• What the task requires:
Check every line of the records below for the string "whole", then report only how many lines have it.

[Start of Attachment]

use std::collections::{BTreeMap, HashSet};

use time::Date;

use ragline_domain::{Candidate, Degradation, Query, RankedContext, VersionRole};
use ragline_tokens::fit_sentences;

use crate::{RaglineService, Result, limits, retrieve::cmp_f32_desc, retry};

impl RaglineService {
	/// Turns reranked candidates into the context handed to prompt assembly.
	///
	/// Runs the relevance floor, near-duplicate removal, MMR selection, version resolution,
	/// and compression, in that order. The returned context always fits `token_budget`; it may
	/// be empty.
	pub async fn process(
		&self,
		query: &Query,
		candidates: Vec<Candidate>,
		token_budget: u32,
	) -> (RankedContext, Option<Degradation>) {
		let cfg = &self.cfg.context;
		let received = candidates.len();
		let candidates = apply_relevance_floor(candidates, cfg.relevance_floor);
		let above_floor = candidates.len();
		let candidates = drop_near_duplicates(candidates, cfg.dedup_similarity_threshold);
		let unique = candidates.len();
		let candidates = select_mmr(candidates, cfg.top_k, cfg.mmr_lambda);
		let candidates = resolve_versions(candidates, query.retains_history());
		let (candidates, degradation) = self.compress(candidates, token_budget).await;

		tracing::debug!(
			received,
			above_floor,
			unique,
			kept = candidates.len(),
			token_budget,
			"Post-processed candidates."
		);

		(RankedContext::new(candidates, token_budget), degradation)
	}

	async fn compress(
		&self,
		candidates: Vec<Candidate>,
		token_budget: u32,
	) -> (Vec<Candidate>, Option<Degradation>) {
		let head = self.cfg.context.uncompressed_head as usize;
		let mut kept = Vec::with_capacity(candidates.len());
		let mut total = 0_u32;
		let mut degradation = None;

		for (idx, mut candidate) in candidates.into_iter().enumerate() {
			let tokens = self.tokens.count(&candidate.text);

			if total.saturating_add(tokens) <= token_budget {
				candidate.token_count = tokens;
				total += tokens;

				kept.push(candidate);

				continue;
			}

			let remaining = token_budget - total;

			if idx < head || remaining == 0 {
				tracing::debug!(chunk_id = %candidate.chunk_id, tokens, remaining, "Dropping candidate over budget.");

				continue;
			}

			let mut summary = match self.summarize_chunk(&candidate.text, remaining).await {
				Ok(summary) => summary,
				Err(err) => {
					tracing::warn!(
						error = %err,
						chunk_id = %candidate.chunk_id,
						"Summarizer unavailable. Truncating to whole sentences."
					);

					degradation = Some(Degradation::SummarizerUnavailable);

					fit_sentences(&candidate.text, remaining, self.tokens.as_ref())
				},
			};
			let mut summary_tokens = self.tokens.count(&summary);

			if summary_tokens > remaining {
				summary = fit_sentences(&summary, remaining, self.tokens.as_ref());
				summary_tokens = self.tokens.count(&summary);
			}
			if summary.trim().is_empty() || summary_tokens > remaining {
				tracing::debug!(chunk_id = %candidate.chunk_id, remaining, "Dropping candidate that does not compress into budget.");

				continue;
			}

			candidate.text = summary;
			candidate.token_count = summary_tokens;
			candidate.compressed = true;
			total += summary_tokens;

			kept.push(candidate);
		}

		(kept, degradation)
	}

	async fn summarize_chunk(&self, text: &str, target_tokens: u32) -> Result<String> {
		let target_tokens = target_tokens.max(1);

		retry::with_retries(self.retry_policy(), "summarize", || async move {
			let _permit = limits::acquire(&self.limits.summarizer, "summarizer").await?;

			self.collaborators
				.summarizer
				.summarize(&self.cfg.providers.summarizer, text, target_tokens)
				.await
		})
		.await
	}
}

pub fn apply_relevance_floor(candidates: Vec<Candidate>, floor: f32) -> Vec<Candidate> {
	candidates.into_iter().filter(|candidate| candidate.relevance() >= floor).collect()
}

/// Drops every candidate whose embedding is closer than `threshold` to a more relevant one.
///
/// Equal relevance keeps the earlier candidate. Candidates without embeddings are never
/// considered duplicates.
pub fn drop_near_duplicates(mut candidates: Vec<Candidate>, threshold: f32) -> Vec<Candidate> {
	candidates.sort_by(|a, b| cmp_f32_desc(a.relevance(), b.relevance()));

	let mut kept: Vec<Candidate> = Vec::with_capacity(candidates.len());

	for candidate in candidates {
		let duplicate_of = kept.iter().find(|existing| {
			similarity(&candidate, existing).map(|value| value > threshold).unwrap_or(false)
		});

		if let Some(existing) = duplicate_of {
			tracing::debug!(
				chunk_id = %candidate.chunk_id,
				kept_chunk_id = %existing.chunk_id,
				"Dropping near-duplicate candidate."
			);

			continue;
		}

		kept.push(candidate);
	}

	kept
}

/// Greedy maximal marginal relevance selection of up to `top_k` candidates.
///
/// Each step picks the candidate maximizing `lambda * relevance - (1 - lambda) * max_sim`,
/// where `max_sim` is the highest cosine similarity to anything already selected. Ties go to
/// the candidate that came first.
pub fn select_mmr(candidates: Vec<Candidate>, top_k: u32, lambda: f32) -> Vec<Candidate> {
	let top_k = top_k as usize;

	if candidates.len() <= 1 || top_k == 0 {
		return candidates.into_iter().take(top_k).collect();
	}

	let mut remaining: Vec<Option<Candidate>> = candidates.into_iter().map(Some).collect();
	let mut selected: Vec<Candidate> = Vec::with_capacity(top_k.min(remaining.len()));

	while selected.len() < top_k {
		let mut best: Option<(usize, f32)> = None;

		for (pos, slot) in remaining.iter().enumerate() {
			let Some(candidate) = slot else { continue };
			let max_sim = selected
				.iter()
				.filter_map(|picked| similarity(candidate, picked))
				.fold(None, |acc: Option<f32>, value| Some(acc.map_or(value, |acc| acc.max(value))))
				.unwrap_or(0.0);
			let score = lambda * candidate.relevance() - (1.0 - lambda) * max_sim;

			if best.map(|(_, best_score)| score > best_score).unwrap_or(true) {
				best = Some((pos, score));
			}
		}

		let Some((pos, _)) = best else { break };
		let Some(picked) = remaining[pos].take() else { break };

		selected.push(picked);
	}

	selected
}

/// Collapses versions of the same document family.
///
/// Within a family, members carrying the newest effective date are the current version;
/// undated members count as older than any dated one. Without `retain_history` older
/// versions are dropped. With it they stay, tagged `Superseded`, and the current version is
/// moved ahead of them inside the slots the family already occupies.
pub fn resolve_versions(candidates: Vec<Candidate>, retain_history: bool) -> Vec<Candidate> {
	let mut newest: BTreeMap<String, Option<Date>> = BTreeMap::new();
	let mut versions: BTreeMap<String, HashSet<Option<Date>>> = BTreeMap::new();

	for candidate in &candidates {
		let Some(family) = candidate.metadata.document_family.as_ref() else { continue };
		let date = candidate.metadata.effective_date;
		let entry = newest.entry(family.clone()).or_insert(date);

		if date > *entry {
			*entry = date;
		}

		versions.entry(family.clone()).or_default().insert(date);
	}

	let role_of = |candidate: &Candidate| -> Option<VersionRole> {
		let family = candidate.metadata.document_family.as_ref()?;

		if versions.get(family).map(|dates| dates.len() < 2).unwrap_or(true) {
			return None;
		}

		if newest.get(family) == Some(&candidate.metadata.effective_date) {
			Some(VersionRole::Current)
		} else {
			Some(VersionRole::Superseded)
		}
	};

	if !retain_history {
		return candidates
			.into_iter()
			.filter(|candidate| {
				let superseded = role_of(candidate) == Some(VersionRole::Superseded);

				if superseded {
					tracing::debug!(chunk_id = %candidate.chunk_id, "Dropping superseded version.");
				}

				!superseded
			})
			.collect();
	}

	let mut out: Vec<Candidate> = candidates
		.into_iter()
		.map(|mut candidate| {
			candidate.version_role = role_of(&candidate);

			candidate
		})
		.collect();

	for family in versions.keys() {
		let slots: Vec<usize> = out
			.iter()
			.enumerate()
			.filter(|(_, candidate)| {
				candidate.version_role.is_some()
					&& candidate.metadata.document_family.as_ref() == Some(family)
			})
			.map(|(idx, _)| idx)
			.collect();

		if slots.is_empty() {
			continue;
		}

		let mut members: Vec<Candidate> = slots.iter().map(|idx| out[*idx].clone()).collect();

		// Stable: keeps rank order inside each role.
		members.sort_by_key(|candidate| candidate.version_role != Some(VersionRole::Current));

		for (idx, member) in slots.into_iter().zip(members) {
			out[idx] = member;
		}
	}

	out
}

/// Cosine similarity in `[-1, 1]`, or `None` for missing, empty, zero, or mismatched vectors.
pub fn cosine_similarity(lhs: &[f32], rhs: &[f32]) -> Option<f32> {
	if lhs.is_empty() || lhs.len() != rhs.len() {
		return None;
	}

	let mut dot = 0.0_f32;
	let mut lhs_norm = 0.0_f32;
	let mut rhs_norm = 0.0_f32;

	for (l, r) in lhs.iter().zip(rhs.iter()) {
		dot += l * r;
		lhs_norm += l * l;
		rhs_norm += r * r;
	}

	if lhs_norm <= f32::EPSILON || rhs_norm <= f32::EPSILON {
		return None;
	}

	Some((dot / (lhs_norm.sqrt() * rhs_norm.sqrt())).clamp(-1.0, 1.0))
}

fn similarity(a: &Candidate, b: &Candidate) -> Option<f32> {
	cosine_similarity(a.embedding.as_deref()?, b.embedding.as_deref()?)
}

#[cfg(test)]
mod tests {
	use time::macros::date;

	use ragline_domain::{ChunkMetadata, IndexHit};

	use super::*;

	fn candidate(chunk_id: &str, relevance: f32, embedding: Option<Vec<f32>>) -> Candidate {
		let mut candidate = Candidate::from_hit(IndexHit {
			chunk_id: chunk_id.to_string(),
			document_id: format!("doc-{chunk_id}"),
			text: format!("Text of {chunk_id}."),
			score: 0.0,
			metadata: ChunkMetadata::default(),
		});

		candidate.rerank_score = Some(relevance);
		candidate.embedding = embedding;

		candidate
	}

	fn versioned(chunk_id: &str, relevance: f32, family: &str, effective: Date) -> Candidate {
		let mut candidate = candidate(chunk_id, relevance, None);

		candidate.metadata.document_family = Some(family.to_string());
		candidate.metadata.effective_date = Some(effective);

		candidate
	}

	fn ids(candidates: &[Candidate]) -> Vec<&str> {
		candidates.iter().map(|candidate| candidate.chunk_id.as_str()).collect()
	}

	#[test]
	fn relevance_floor_is_inclusive() {
		let kept = apply_relevance_floor(
			vec![candidate("a", 0.9, None), candidate("b", 0.5, None), candidate("c", 0.49, None)],
			0.5,
		);

		assert_eq!(ids(&kept), vec!["a", "b"]);
	}

	#[test]
	fn near_duplicates_keep_the_more_relevant() {
		let kept = drop_near_duplicates(
			vec![
				candidate("low", 0.6, Some(vec![1.0, 0.0, 0.01])),
				candidate("high", 0.9, Some(vec![1.0, 0.0, 0.0])),
				candidate("other", 0.7, Some(vec![0.0, 1.0, 0.0])),
				candidate("bare", 0.8, None),
			],
			0.85,
		);

		assert_eq!(ids(&kept), vec!["high", "bare", "other"]);
	}

	#[test]
	fn default_threshold_drops_the_weaker_near_duplicate() {
		let threshold = ragline_config::Context::default().dedup_similarity_threshold;
		let near = vec![0.9, (1.0_f32 - 0.81).sqrt()];
		let similarity =
			cosine_similarity(&[1.0, 0.0], &near).expect("Expected matching dimensions.");

		assert!((similarity - 0.90).abs() < 1e-4);

		let kept = drop_near_duplicates(
			vec![
				candidate("weaker", 0.6, Some(near)),
				candidate("stronger", 0.8, Some(vec![1.0, 0.0])),
			],
			threshold,
		);

		assert_eq!(ids(&kept), vec!["stronger"]);
	}

	#[test]
	fn near_duplicate_ties_drop_the_later() {
		let kept = drop_near_duplicates(
			vec![
				candidate("first", 0.8, Some(vec![1.0, 0.0])),
				candidate("second", 0.8, Some(vec![1.0, 0.0])),
			],
			0.85,
		);

		assert_eq!(ids(&kept), vec!["first"]);
	}

	#[test]
	fn mmr_prefers_diverse_candidates() {
		let selected = select_mmr(
			vec![
				candidate("a", 0.95, Some(vec![1.0, 0.0])),
				candidate("a2", 0.94, Some(vec![0.99, 0.1])),
				candidate("b", 0.80, Some(vec![0.0, 1.0])),
			],
			2,
			0.7,
		);

		assert_eq!(ids(&selected), vec!["a", "b"]);
	}

	#[test]
	fn mmr_without_embeddings_follows_relevance() {
		let selected = select_mmr(
			vec![candidate("a", 0.9, None), candidate("b", 0.8, None), candidate("c", 0.7, None)],
			2,
			0.7,
		);

		assert_eq!(ids(&selected), vec!["a", "b"]);
	}

	#[test]
	fn versions_keep_only_the_newest_by_default() {
		let resolved = resolve_versions(
			vec![
				versioned("old", 0.9, "leave-policy", date!(2022 - 01 - 01)),
				candidate("unrelated", 0.8, None),
				versioned("new", 0.7, "leave-policy", date!(2024 - 01 - 01)),
			],
			false,
		);

		assert_eq!(ids(&resolved), vec!["unrelated", "new"]);
		assert!(resolved.iter().all(|candidate| candidate.version_role.is_none()));
	}

	#[test]
	fn history_keeps_versions_with_current_first() {
		let resolved = resolve_versions(
			vec![
				versioned("old", 0.9, "leave-policy", date!(2022 - 01 - 01)),
				candidate("unrelated", 0.8, None),
				versioned("new", 0.7, "leave-policy", date!(2024 - 01 - 01)),
			],
			true,
		);

		assert_eq!(ids(&resolved), vec!["new", "unrelated", "old"]);
		assert_eq!(resolved[0].version_role, Some(VersionRole::Current));
		assert_eq!(resolved[1].version_role, None);
		assert_eq!(resolved[2].version_role, Some(VersionRole::Superseded));
	}

	#[test]
	fn single_version_families_are_untouched() {
		let resolved = resolve_versions(
			vec![
				versioned("p1", 0.9, "handbook", date!(2024 - 01 - 01)),
				versioned("p2", 0.8, "handbook", date!(2024 - 01 - 01)),
			],
			true,
		);

		assert_eq!(ids(&resolved), vec!["p1", "p2"]);
		assert!(resolved.iter().all(|candidate| candidate.version_role.is_none()));
	}

	#[test]
	fn cosine_rejects_mismatched_vectors() {
		assert_eq!(cosine_similarity(&[1.0, 0.0], &[1.0]), None);
		assert_eq!(cosine_similarity(&[0.0, 0.0], &[1.0, 0.0]), None);
		assert!((cosine_similarity(&[1.0, 1.0], &[2.0, 2.0]).unwrap_or_default() - 1.0).abs() < 1e-6);
	}
}
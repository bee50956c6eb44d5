pub mod answer;
pub mod cache;
pub mod error;
pub mod outcome;
pub mod postprocess;
pub mod rerank;
pub mod retrieve;

mod limits;
mod retry;

pub use cache::{CacheEntry, CacheKey, CacheLayer, CacheStats, CacheTier, CacheValue, ChunkSource};
pub use error::{Error, Result};
pub use limits::CallLimits;
pub use outcome::StageOutcome;

use std::{future::Future, pin::Pin, sync::Arc};

use ragline_config::{Config, EmbeddingProviderConfig, LlmProviderConfig, ProviderConfig};
use ragline_domain::{IndexHit, QueryFilters, QueryNormalizer};
use ragline_providers::{embedding, generation, rerank as rerank_api, summarize};
use ragline_storage::QdrantIndex;
use ragline_tokens::{TokenCounter, TokenizerCounter, WordTokenCounter};

pub type BoxFuture<'a, T> = Pin<Box<dyn Future<Output = T> + Send + 'a>>;

pub trait VectorIndex
where
	Self: Send + Sync,
{
	fn search_vectors<'a>(
		&'a self,
		vector: &'a [f32],
		filters: &'a QueryFilters,
		top_k: u32,
	) -> BoxFuture<'a, Result<Vec<IndexHit>>>;
}

pub trait KeywordIndex
where
	Self: Send + Sync,
{
	fn search_keywords<'a>(
		&'a self,
		text: &'a str,
		filters: &'a QueryFilters,
		top_k: u32,
	) -> BoxFuture<'a, Result<Vec<IndexHit>>>;
}

pub trait EmbeddingProvider
where
	Self: Send + Sync,
{
	fn embed<'a>(
		&'a self,
		cfg: &'a EmbeddingProviderConfig,
		texts: &'a [String],
	) -> BoxFuture<'a, Result<Vec<Vec<f32>>>>;
}

pub trait RerankProvider
where
	Self: Send + Sync,
{
	fn rerank<'a>(
		&'a self,
		cfg: &'a ProviderConfig,
		query: &'a str,
		docs: &'a [String],
	) -> BoxFuture<'a, Result<Vec<f32>>>;
}

pub trait Summarizer
where
	Self: Send + Sync,
{
	fn summarize<'a>(
		&'a self,
		cfg: &'a LlmProviderConfig,
		text: &'a str,
		target_tokens: u32,
	) -> BoxFuture<'a, Result<String>>;
}

pub trait GenerationProvider
where
	Self: Send + Sync,
{
	fn generate<'a>(
		&'a self,
		cfg: &'a LlmProviderConfig,
		prompt: &'a str,
	) -> BoxFuture<'a, Result<String>>;
}

/// Every external system one request may call.
#[derive(Clone)]
pub struct Collaborators {
	pub vector: Arc<dyn VectorIndex>,
	pub keyword: Arc<dyn KeywordIndex>,
	pub embedding: Arc<dyn EmbeddingProvider>,
	pub rerank: Arc<dyn RerankProvider>,
	pub summarizer: Arc<dyn Summarizer>,
	pub generation: Arc<dyn GenerationProvider>,
}
impl Collaborators {
	/// Qdrant for both indexes and the HTTP providers for everything else.
	pub fn from_config(cfg: &Config) -> Result<Self> {
		let index = Arc::new(QdrantIndex::new(&cfg.storage.qdrant)?);
		let providers = Arc::new(HttpProviders);

		Ok(Self {
			vector: index.clone(),
			keyword: index,
			embedding: providers.clone(),
			rerank: providers.clone(),
			summarizer: providers.clone(),
			generation: providers,
		})
	}
}

/// The answer pipeline and the state it shares across requests.
///
/// Stages live in their own modules as `impl RaglineService` blocks: [`retrieve`],
/// [`rerank`], [`postprocess`], and [`answer`].
pub struct RaglineService {
	pub cfg: Config,
	pub collaborators: Collaborators,
	pub cache: CacheLayer,
	pub limits: CallLimits,
	pub normalizer: QueryNormalizer,
	pub tokens: Arc<dyn TokenCounter>,
}
impl RaglineService {
	pub fn new(cfg: Config, collaborators: Collaborators) -> Self {
		let tokens = token_counter(&cfg);

		Self::with_token_counter(cfg, collaborators, tokens)
	}

	pub fn with_token_counter(
		cfg: Config,
		collaborators: Collaborators,
		tokens: Arc<dyn TokenCounter>,
	) -> Self {
		let cache = CacheLayer::new(&cfg.cache);
		let limits = CallLimits::new(cfg.concurrency.max_concurrent_calls_per_collaborator);
		let normalizer = QueryNormalizer::from_config(&cfg.normalizer);

		Self { cfg, collaborators, cache, limits, normalizer, tokens }
	}

	pub fn from_config(cfg: Config) -> Result<Self> {
		let collaborators = Collaborators::from_config(&cfg)?;

		Ok(Self::new(cfg, collaborators))
	}

	/// Identifies the embedding space for cache keys.
	pub(crate) fn embedding_model(&self) -> String {
		let provider = &self.cfg.providers.embedding;

		format!("{}:{}:{}", provider.provider_id, provider.model, provider.dimensions)
	}
}

fn token_counter(cfg: &Config) -> Arc<dyn TokenCounter> {
	let Some(repo) = cfg.context.tokenizer_repo.as_deref() else {
		return Arc::new(WordTokenCounter);
	};

	match TokenizerCounter::from_pretrained(repo) {
		Ok(counter) => Arc::new(counter),
		Err(err) => {
			tracing::warn!(error = %err, repo, "Failed to load tokenizer. Using word counts.");

			Arc::new(WordTokenCounter)
		},
	}
}

struct HttpProviders;

impl EmbeddingProvider for HttpProviders {
	fn embed<'a>(
		&'a self,
		cfg: &'a EmbeddingProviderConfig,
		texts: &'a [String],
	) -> BoxFuture<'a, Result<Vec<Vec<f32>>>> {
		Box::pin(async move { Ok(embedding::embed(cfg, texts).await?) })
	}
}

impl RerankProvider for HttpProviders {
	fn rerank<'a>(
		&'a self,
		cfg: &'a ProviderConfig,
		query: &'a str,
		docs: &'a [String],
	) -> BoxFuture<'a, Result<Vec<f32>>> {
		Box::pin(async move { Ok(rerank_api::rerank(cfg, query, docs).await?) })
	}
}

impl Summarizer for HttpProviders {
	fn summarize<'a>(
		&'a self,
		cfg: &'a LlmProviderConfig,
		text: &'a str,
		target_tokens: u32,
	) -> BoxFuture<'a, Result<String>> {
		Box::pin(async move { Ok(summarize::summarize(cfg, text, target_tokens).await?) })
	}
}

impl GenerationProvider for HttpProviders {
	fn generate<'a>(
		&'a self,
		cfg: &'a LlmProviderConfig,
		prompt: &'a str,
	) -> BoxFuture<'a, Result<String>> {
		Box::pin(async move { Ok(generation::generate(cfg, prompt).await?) })
	}
}

impl VectorIndex for QdrantIndex {
	fn search_vectors<'a>(
		&'a self,
		vector: &'a [f32],
		filters: &'a QueryFilters,
		top_k: u32,
	) -> BoxFuture<'a, Result<Vec<IndexHit>>> {
		Box::pin(async move { Ok(QdrantIndex::search_vectors(self, vector, filters, top_k).await?) })
	}
}

impl KeywordIndex for QdrantIndex {
	fn search_keywords<'a>(
		&'a self,
		text: &'a str,
		filters: &'a QueryFilters,
		top_k: u32,
	) -> BoxFuture<'a, Result<Vec<IndexHit>>> {
		Box::pin(async move { Ok(QdrantIndex::search_keywords(self, text, filters, top_k).await?) })
	}
}
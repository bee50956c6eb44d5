use serde::{Deserialize, Serialize};
use time::OffsetDateTime;

/// Inbound notice that a source document changed.
#[derive(Clone, Debug, PartialEq, Eq, Serialize, Deserialize)]
pub struct DocumentUpdated {
	pub document_id: String,
	/// Hash of the chunk that changed. Absent when the whole document should be treated as
	/// changed.
	#[serde(default)]
	pub chunk_hash: Option<String>,
	#[serde(with = "time::serde::rfc3339")]
	pub changed_at: OffsetDateTime,
}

[End of Attachment]

• Answer section:
2